Daniel25,11
Il est ironique de penser que la RGS, conçue au
départ pour de simples raisons de convenance esthétique, est ce qui
allait permettre aux néo-humains de survivre sans grande difficulté
aux catastrophes climatiques qui allaient s’ensuivre, et que nul ne
pouvait prévoir à l’époque, alors que les humains de l’ancienne
race seraient presque entièrement décimés.
Sur ce point crucial, le récit de vie de
Daniel1, une fois encore, est parfaitement corroboré par ceux de
Vincent1, Slotan1 et Jérôme1, même s’ils accordent à l’événement
une place tout à fait inégale. Alors que Vincent1 n’y fait allusion
que dans des paragraphes espacés de son récit, et que Jérôme1 la
passe presque entièrement sous silence, Slotan1 consacre des
dizaines de pages à l’idée de la RGS, et aux travaux qui devaient
permettre quelques mois plus tard sa réalisation opérationnelle.

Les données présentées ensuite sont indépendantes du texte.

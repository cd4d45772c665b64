use super::PriceSource;
use crate::cache::TtlCache;
use crate::series::PriceSeries;
use crate::timeframe::DateRange;
use crate::types::Bar;
use crate::Result;
use async_trait::async_trait;
use std::time::Duration;

type CacheKey = (String, DateRange);

/// Wraps a source and memoizes successful responses for a TTL.
///
/// Errors are never cached.
pub struct CachedSource<S> {
    inner: S,
    prices: TtlCache<CacheKey, PriceSeries>,
    bars: TtlCache<CacheKey, Vec<Bar>>,
}

impl<S: PriceSource> CachedSource<S> {
    pub fn new(inner: S, ttl: Duration) -> Self {
        Self {
            inner,
            prices: TtlCache::new(ttl),
            bars: TtlCache::new(ttl),
        }
    }

    pub fn inner(&self) -> &S {
        &self.inner
    }

    /// Drop every cached response.
    pub fn clear(&self) {
        self.prices.invalidate_all();
        self.bars.invalidate_all();
    }

    fn key(symbol: &str, range: &DateRange) -> CacheKey {
        (symbol.trim().to_uppercase(), *range)
    }
}

#[async_trait]
impl<S: PriceSource> PriceSource for CachedSource<S> {
    fn name(&self) -> &str {
        self.inner.name()
    }

    async fn fetch_prices(&self, symbol: &str, range: &DateRange) -> Result<PriceSeries> {
        let key = Self::key(symbol, range);
        if let Some(series) = self.prices.get(&key) {
            tracing::debug!("Cache hit: {} prices for {}", self.name(), key.0);
            return Ok(series);
        }

        tracing::debug!("Cache miss: {} prices for {}", self.name(), key.0);
        let series = self.inner.fetch_prices(symbol, range).await?;
        self.prices.insert(key, series.clone());
        Ok(series)
    }

    async fn fetch_bars(&self, symbol: &str, range: &DateRange) -> Result<Vec<Bar>> {
        let key = Self::key(symbol, range);
        if let Some(bars) = self.bars.get(&key) {
            tracing::debug!("Cache hit: {} bars for {}", self.name(), key.0);
            return Ok(bars);
        }

        let bars = self.inner.fetch_bars(symbol, range).await?;
        self.bars.insert(key, bars.clone());
        Ok(bars)
    }
}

Plus généralement, le récit de vie de Daniel1 est souvent considéré
par les commentateurs comme central et canonique. Alors que
Vincent1 insiste souvent à l’excès sur le sens esthétique des
rituels, que Slotan1 se consacre presque exclusivement à
l’évocation de ses travaux scientifiques, et Jérôme1 aux questions
de discipline et d’organisation matérielle, Daniel1 est le seul à
nous donner de la nais sance de l’Église élohimite une description
complète, en même temps que légèrement détachée ; alors que
les autres, pris dans le mouvement quotidien, ne songeaient qu’à la
solution des problèmes pratiques auxquels ils devaient faire face,
il semble souvent être le seul à avoir pris un peu de recul, et à
avoir réellement compris l’importance de ce qui se déroulait sous
ses yeux.
Cet état de choses me confère, comme à tous mes
prédécesseurs de la série des Daniel, une responsabilité
particulière : mon commentaire n’est pas, ne peut pas être un
commentaire ordinaire, puisqu’il touche de si près aux
circonstances de la création de notre espèce, et de son système de
valeurs. Son caractère central est encore accru par le fait que mon
lointain ancêtre était, dans l’esprit de Vincent1 comme sans doute
dans le sien propre, un être humain typique, représentatif de
l’espèce, un homme parmi tant
d’autres.
Selon la Sœur suprême, la jalousie, le désir et
l’appétit de procréation ont la même origine, qui est la souffrance
d’être. C’est la souffrance d’être qui nous fait rechercher
l’autre, comme un palliatif ; nous devons dépasser ce stade
afin d’atteindre l’état où le simple fait d’être constitue par
lui-même une occasion permanente de joie ; où l’intermédiation
n’est plus qu’un jeu, librement poursuivi, non constitutif d’être.
Nous devons atteindre en un mot à la liberté d’indifférence,
condition de possibilité de la sérénité parfaite.